Tamponi anche agli asintomatici per evitare che il contagio aumenti. In Catalogna, come nei Paesi Baschi, ad Aragon come in Andalusia. È la Spagna intera che sta fronteggiando centinaia di focolai in tutte le regioni. Evitare che i contagi aumentino è fondamentale per scongiurare un secondo lockdown nazionale, che metterebbe a dura prova l'economia del Paese. Un fondo di 275 milioni di euro è stato approvato per il trasporto pubblico. Allo studio ci sono misure anche per i nuovi disoccupati, per chi ha perso il lavoro durante la pandemia. E si pensa al turismo. Sono stati prorogati gli aiuti del Governo fino a settembre.
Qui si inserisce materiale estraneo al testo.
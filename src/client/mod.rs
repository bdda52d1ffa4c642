//! Copyright (c) 2025, Kirky.X
//!
//! MIT License
//!
//! 该模块定义了类型化的记录缓存客户端。

use crate::backend::CacheBackend;
use crate::codec::RecordCodec;
use crate::config::CacheConfig;
use crate::error::{Result, SyncError};
use crate::model::Record;
use std::collections::HashMap;
use std::sync::Arc;
use tracing::{instrument, warn};

/// 记录缓存客户端
///
/// 键格式为 `<prefix>:<id>`，值为编码后的记录。所有后端错误都归一为
/// [`SyncError::Cache`]，由同步引擎决定如何处理。
#[derive(Clone)]
pub struct RecordCache {
    backend: Arc<dyn CacheBackend>,
    codec: RecordCodec,
    prefix: String,
}

impl std::fmt::Debug for RecordCache {
    fn fmt(&self, f: &mut std::fmt::Formatter<'_>) -> std::fmt::Result {
        f.debug_struct("RecordCache")
            .field("backend", &self.backend.name())
            .field("codec", &self.codec)
            .field("prefix", &self.prefix)
            .finish()
    }
}

fn as_cache_error(e: SyncError) -> SyncError {
    match e {
        SyncError::Cache(_) => e,
        other => SyncError::cache(other),
    }
}

impl RecordCache {
    pub fn new(backend: Arc<dyn CacheBackend>, codec: RecordCodec, prefix: impl Into<String>) -> Self {
        Self {
            backend,
            codec,
            prefix: prefix.into(),
        }
    }

    pub fn from_config(backend: Arc<dyn CacheBackend>, config: &CacheConfig) -> Self {
        Self::new(
            backend,
            RecordCodec::new(config.compression),
            config.key_prefix.clone(),
        )
    }

    /// 记录对应的缓存键
    pub fn key(&self, id: &str) -> String {
        format!("{}:{}", self.prefix, id)
    }

    /// 匹配全部记录键的模式
    pub fn all_pattern(&self) -> String {
        format!("{}:*", self.prefix)
    }

    fn id_from_key<'a>(&self, key: &'a str) -> Option<&'a str> {
        key.strip_prefix(self.prefix.as_str())
            .and_then(|rest| rest.strip_prefix(':'))
    }

    /// 获取单条记录
    ///
    /// 缓存值无法解码时记录日志并按不存在处理
    #[instrument(skip(self), level = "debug")]
    pub async fn get(&self, id: &str) -> Result<Option<Record>> {
        let key = self.key(id);
        let bytes = self.backend.get_bytes(&key).await.map_err(as_cache_error)?;
        Ok(bytes.and_then(|data| self.decode_entry(&key, &data)))
    }

    /// 一次往返批量获取记录
    ///
    /// 缺失的键不会出现在结果中，也不是错误
    #[instrument(skip(self, ids), level = "debug", fields(id_count = ids.len()))]
    pub async fn multi_get(&self, ids: &[String]) -> Result<HashMap<String, Record>> {
        if ids.is_empty() {
            return Ok(HashMap::new());
        }
        let keys: Vec<String> = ids.iter().map(|id| self.key(id)).collect();
        let values = self
            .backend
            .mget_bytes(&keys)
            .await
            .map_err(as_cache_error)?;

        let mut found = HashMap::with_capacity(values.len());
        for ((id, key), value) in ids.iter().zip(&keys).zip(values) {
            if let Some(record) = value.and_then(|data| self.decode_entry(key, &data)) {
                found.insert(id.clone(), record);
            }
        }
        Ok(found)
    }

    /// 写入记录（幂等覆盖）
    #[instrument(skip(self, record), level = "debug")]
    pub async fn set(&self, id: &str, record: &Record) -> Result<()> {
        let bytes = self.codec.encode(record).map_err(as_cache_error)?;
        self.backend
            .set_bytes(&self.key(id), bytes)
            .await
            .map_err(as_cache_error)
    }

    /// 删除记录，键不存在不是错误
    #[instrument(skip(self), level = "debug")]
    pub async fn delete(&self, id: &str) -> Result<()> {
        self.backend
            .delete(&self.key(id))
            .await
            .map_err(as_cache_error)
    }

    /// 枚举匹配模式的缓存键，返回其中的记录标识符
    ///
    /// 代价与缓存中的键总数成正比，只适用于中小规模的数据集
    #[instrument(skip(self), level = "debug")]
    pub async fn list_keys(&self, pattern: &str) -> Result<Vec<String>> {
        let keys = self
            .backend
            .scan_keys(pattern)
            .await
            .map_err(as_cache_error)?;
        Ok(keys
            .iter()
            .filter_map(|key| self.id_from_key(key))
            .map(str::to_string)
            .collect())
    }

    /// 检查缓存后端连接
    pub async fn ping(&self) -> Result<()> {
        self.backend.ping().await.map_err(as_cache_error)
    }

    pub fn backend_name(&self) -> &'static str {
        self.backend.name()
    }

    fn decode_entry(&self, key: &str, data: &[u8]) -> Option<Record> {
        match self.codec.decode(data) {
            Ok(record) => Some(record),
            Err(e) => {
                warn!("Unable to decode cached value for {}: {}", key, e);
                None
            }
        }
    }
}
Ma nelle città più visitate del Paese sono diversi gli hotel e i ristoranti che non hanno riaperto. Tavolini distanziati, mascherine obbligatorie, distanziamento e gel igienizzante ad ogni ingresso. Regole necessarie, ma che creano diverse difficoltà ai ristoratori. Voi avete perso dei coperti, avete perso dei posti. Certo, noi eravamo adesso al 40% dei piatti. E i turisti? Non lo so, il 90% minimo, 95. Questa strada era proprio pura per i turisti. Quasi tutto, 90% minimo. Al centro di Madrid, le strade un tempo affollate di turisti e spagnoli ora appaiono semivuote. E nel giorno del suo sessantesimo compleanno, l'attore spagnolo Antonio Banderas ha fatto sapere di essere positivo al Covid. Sto bene, sono solo affaticato, mi affido alle cure dei medici, ha scritto sui social. Intanto un'attenzione particolare è rivolta ai più giovani, che sfidano i divieti in particolare nelle città di mare e di vacanza, e si riversano sulle spiagge e nelle piazze per stare insieme, creando assembramenti pericolosi per le autorità.